**TRY IT**
Exactly as written, output each record given below.

*** Opening of DATA ***

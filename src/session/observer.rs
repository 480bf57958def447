//! Feedback hooks fired after the grid changes

use crate::voxel::EditOutcome;

/// Receives every outcome that modified the grid (sound, flash, redraw)
pub trait EditObserver {
    fn on_edit(&mut self, outcome: &EditOutcome);
}

/// Observer that logs each change at debug level
#[derive(Debug, Default)]
pub struct LogObserver;

impl EditObserver for LogObserver {
    fn on_edit(&mut self, outcome: &EditOutcome) {
        log::debug!("Edit: {}", outcome);
    }
}

impl<F: FnMut(&EditOutcome)> EditObserver for F {
    fn on_edit(&mut self, outcome: &EditOutcome) {
        self(outcome)
    }
}
//! Editing session configuration

use std::path::Path;

use serde::{Deserialize, Serialize};

use crate::core::{Error, Result};
use crate::voxel::BlockKind;
use super::mode::EditMode;

/// Configuration for an editing session.
///
/// Loaded from JSON; any missing field takes its default.
#[derive(Clone, Debug, PartialEq, Serialize, Deserialize)]
#[serde(default)]
pub struct SessionConfig {
    /// Row that ground placements land on
    pub ground_y: i32,
    /// Block kind selected when the session starts
    pub default_block: BlockKind,
    /// Edit mode when the session starts
    pub default_mode: EditMode,
    /// Indent exported JSON (two spaces)
    pub pretty_export: bool,
    /// TCP port for the debug protocol
    pub debug_port: u16,
}

impl Default for SessionConfig {
    fn default() -> Self {
        Self {
            ground_y: 0,
            default_block: BlockKind::Grass,
            default_mode: EditMode::Build,
            pretty_export: true,
            debug_port: blockbuilder_debug::DEFAULT_PORT,
        }
    }
}

impl SessionConfig {
    /// Load from a JSON file
    pub fn load(path: impl AsRef<Path>) -> Result<Self> {
        let path = path.as_ref();
        let text = std::fs::read_to_string(path)?;
        serde_json::from_str(&text)
            .map_err(|e| Error::Config(format!("{}: {}", path.display(), e)))
    }

    /// Write as pretty JSON
    pub fn save(&self, path: impl AsRef<Path>) -> Result<()> {
        let text = serde_json::to_string_pretty(self)?;
        std::fs::write(path, text)?;
        Ok(())
    }
}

*** Close of DATA ***

**EXERCISE RESPONSE**
filename src/session/observer.rs
repository 480bf57958def447
//! Feedback hooks fired after the grid changes

use crate::voxel::EditOutcome;

/// Receives every outcome that modified the grid (sound, flash, redraw)
pub trait EditObserver {
    fn on_edit(&mut self, outcome: &EditOutcome);
}

/// Observer that logs each change at debug level
#[derive(Debug, Default)]
pub struct LogObserver;

impl EditObserver for LogObserver {
    fn on_edit(&mut self, outcome: &EditOutcome) {
        log::debug!("Edit: {}", outcome);
    }
}

impl<F: FnMut(&EditOutcome)> EditObserver for F {
    fn on_edit(&mut self, outcome: &EditOutcome) {
        self(outcome)
    }
}
//! Editing session configuration

use std::path::Path;

use serde::{Deserialize, Serialize};

use crate::core::{Error, Result};
use crate::voxel::BlockKind;
use super::mode::EditMode;

/// Configuration for an editing session.
///
/// Loaded from JSON; any missing field takes its default.
#[derive(Clone, Debug, PartialEq, Serialize, Deserialize)]
#[serde(default)]
pub struct SessionConfig {
    /// Row that ground placements land on
    pub ground_y: i32,
    /// Block kind selected when the session starts
    pub default_block: BlockKind,
    /// Edit mode when the session starts
    pub default_mode: EditMode,
    /// Indent exported JSON (two spaces)
    pub pretty_export: bool,
    /// TCP port for the debug protocol
    pub debug_port: u16,
}

impl Default for SessionConfig {
    fn default() -> Self {
        Self {
            ground_y: 0,
            default_block: BlockKind::Grass,
            default_mode: EditMode::Build,
            pretty_export: true,
            debug_port: blockbuilder_debug::DEFAULT_PORT,
        }
    }
}

impl SessionConfig {
    /// Load from a JSON file
    pub fn load(path: impl AsRef<Path>) -> Result<Self> {
        let path = path.as_ref();
        let text = std::fs::read_to_string(path)?;
        serde_json::from_str(&text)
            .map_err(|e| Error::Config(format!("{}: {}", path.display(), e)))
    }

    /// Write as pretty JSON
    pub fn save(&self, path: impl AsRef<Path>) -> Result<()> {
        let text = serde_json::to_string_pretty(self)?;
        std::fs::write(path, text)?;
        Ok(())
    }
}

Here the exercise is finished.